A piece written for @dunkirk-creators november 2020 challenge: hands. rated t for canon-typical violence and swearing. read on ao3 here. gif originally by @madeline-kahn.
Tommy notices a few things about the dark-haired man on the beach immediately - the way his hair flips in the salty breeze, the pierce of his eyes - right through him - and his hands. The way they grip a shovel to frantically move sand back and forth across the surface of the beach. White knuckles.
All of these thoughts fire through Tommy’s head in a flash as he fumbles for his pants, his need to relieve himself suddenly passed. Something about the magnetic gaze of this other person, seeing him, seeing through him, wordless, strikes Tommy to his core.
By all accounts, Tommy should be the one with a look of embarrassment on his face - he’d been the one trying to take a shit just moments before. But the other man’s face softens from surprise and transforms into something that looks a little like fear as Tommy approaches.
He’s digging a grave.
Their eyes meet again and for a moment, there’s a question. For a moment, the man in the sand seems to be frozen. But as soon as Tommy realizes what he’s doing, he knows he needs to help, and he moves to do so.

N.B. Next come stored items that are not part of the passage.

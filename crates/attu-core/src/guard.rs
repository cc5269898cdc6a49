//! Idempotency guard for the scheduled year advance.
//!
//! The daily timer asks [`evaluate`] what to do. The checks run in a fixed
//! order and the first match wins:
//!
//! 1. time is paused
//! 2. today is not a rollover day
//! 3. more years are recorded than the calendar says have begun
//! 4. otherwise the current year is advanced
//!
//! Check 3 compares with a strict `<`: a recorded count equal to the
//! current year still advances. Repeated firings inside one window are
//! stopped by the timer's once-per-date latch, not here.

use chrono::{DateTime, Utc};
use serde::Serialize;

use crate::calendar::{Calendar, CalendarError};
use crate::config::BotConfig;

/// What the scheduled trigger should do.
#[derive(Debug, Clone, Copy, PartialEq, Eq, Serialize)]
#[serde(tag = "decision", rename_all = "snake_case")]
pub enum TriggerDecision {
    /// Time is paused.
    Paused,
    /// Today is not a rollover day.
    NotDue {
        /// Days until the next rollover day.
        days_remaining: i64,
        /// The year that begins then.
        next_year: i64,
    },
    /// The year was already advanced (probably by hand).
    AlreadyAdvanced {
        /// Year according to the calendar.
        current_year: i64,
        /// Length of `timestamps`.
        recorded_years: i64,
    },
    /// Run the transition for `year`.
    Advance {
        /// Target year.
        year: i64,
    },
}

/// Decide whether the scheduled trigger should advance the year.
///
/// # Errors
///
/// Returns [`CalendarError`] if the epoch parameters are unusable.
pub fn evaluate(
    calendar: &Calendar,
    now: DateTime<Utc>,
    config: &BotConfig,
) -> Result<TriggerDecision, CalendarError> {
    let epoch = &config.epoch;
    if epoch.paused {
        return Ok(TriggerDecision::Paused);
    }

    let status = calendar.status(now, epoch)?;
    let day_of_year = status
        .day_of_year(epoch.length)
        .ok_or(CalendarError::InvalidEpochLength {
            length: epoch.length,
        })?;
    if day_of_year != 0 {
        let days_remaining = epoch
            .length
            .checked_sub(day_of_year)
            .ok_or(CalendarError::Overflow)?;
        let next_year = status
            .current_year
            .checked_add(1)
            .ok_or(CalendarError::Overflow)?;
        return Ok(TriggerDecision::NotDue {
            days_remaining,
            next_year,
        });
    }

    let recorded_years = config.recorded_years();
    if status.current_year < recorded_years {
        return Ok(TriggerDecision::AlreadyAdvanced {
            current_year: status.current_year,
            recorded_years,
        });
    }

    Ok(TriggerDecision::Advance {
        year: status.current_year,
    })
}

/// Target year of a manual force: one past the last recorded year.
pub fn force_target(config: &BotConfig) -> i64 {
    config.recorded_years().saturating_add(1)
}

#[cfg(test)]
#[allow(clippy::unwrap_used)]
mod tests {
    use chrono::TimeZone;
    use chrono_tz::America::New_York;

    use super::*;
    use crate::testing::SAMPLE_CONFIG;

    fn ny(d: u32, h: u32) -> DateTime<Utc> {
        New_York
            .with_ymd_and_hms(2024, 1, d, h, 0, 0)
            .single()
            .unwrap()
            .with_timezone(&Utc)
    }

    /// Sample config: epoch 2024-01-06 00:00 New York, year 3, length 14.
    fn config(timestamps: u64) -> BotConfig {
        let mut config = BotConfig::parse(SAMPLE_CONFIG).unwrap();
        config.timestamps = (1..=timestamps).collect();
        config
    }

    fn cal() -> Calendar {
        Calendar::with_default_reset(New_York)
    }

    #[test]
    fn paused_short_circuits_everything() {
        let mut c = config(3);
        c.epoch.paused = true;
        assert_eq!(evaluate(&cal(), ny(20, 17), &c).unwrap(), TriggerDecision::Paused);
    }

    #[test]
    fn mid_year_is_not_due() {
        assert_eq!(
            evaluate(&cal(), ny(16, 17), &config(3)).unwrap(),
            TriggerDecision::NotDue {
                days_remaining: 4,
                next_year: 4
            }
        );
    }

    #[test]
    fn rollover_day_advances_current_year() {
        assert_eq!(
            evaluate(&cal(), ny(20, 17), &config(3)).unwrap(),
            TriggerDecision::Advance { year: 4 }
        );
    }

    #[test]
    fn equal_counts_still_advance_under_strict_comparison() {
        // current_year == recorded_years is not caught by check 3.
        assert_eq!(
            evaluate(&cal(), ny(20, 17), &config(4)).unwrap(),
            TriggerDecision::Advance { year: 4 }
        );
    }

    #[test]
    fn recorded_years_past_current_year_are_already_advanced() {
        let mut c = config(3);
        assert_eq!(force_target(&c), 4);
        c.timestamps.push(99);
        c.timestamps.push(100);
        assert_eq!(
            evaluate(&cal(), ny(20, 17), &c).unwrap(),
            TriggerDecision::AlreadyAdvanced {
                current_year: 4,
                recorded_years: 5
            }
        );
    }

    #[test]
    fn force_target_ignores_the_calendar() {
        let c = config(5);
        assert_eq!(force_target(&c), 6);
    }
}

The thought had briefly crossed Tommy’s mind - in the split-second he realized his ass was out and he wasn’t alone - that maybe this man was doing something he wasn’t supposed to, that perhaps there was a guilty tinge to that first look - but something unspoken in his gaze and the swift, sure movements of the shovel told Tommy deep down, somewhere inside, that whatever this man was doing, it was fine, it was okay, it was maybe even good and that he should help him.
The other man keeps shoveling, hands gripping the shovel like a lifeline. Tommy crouches down to help and begins to move the sand with his own hands.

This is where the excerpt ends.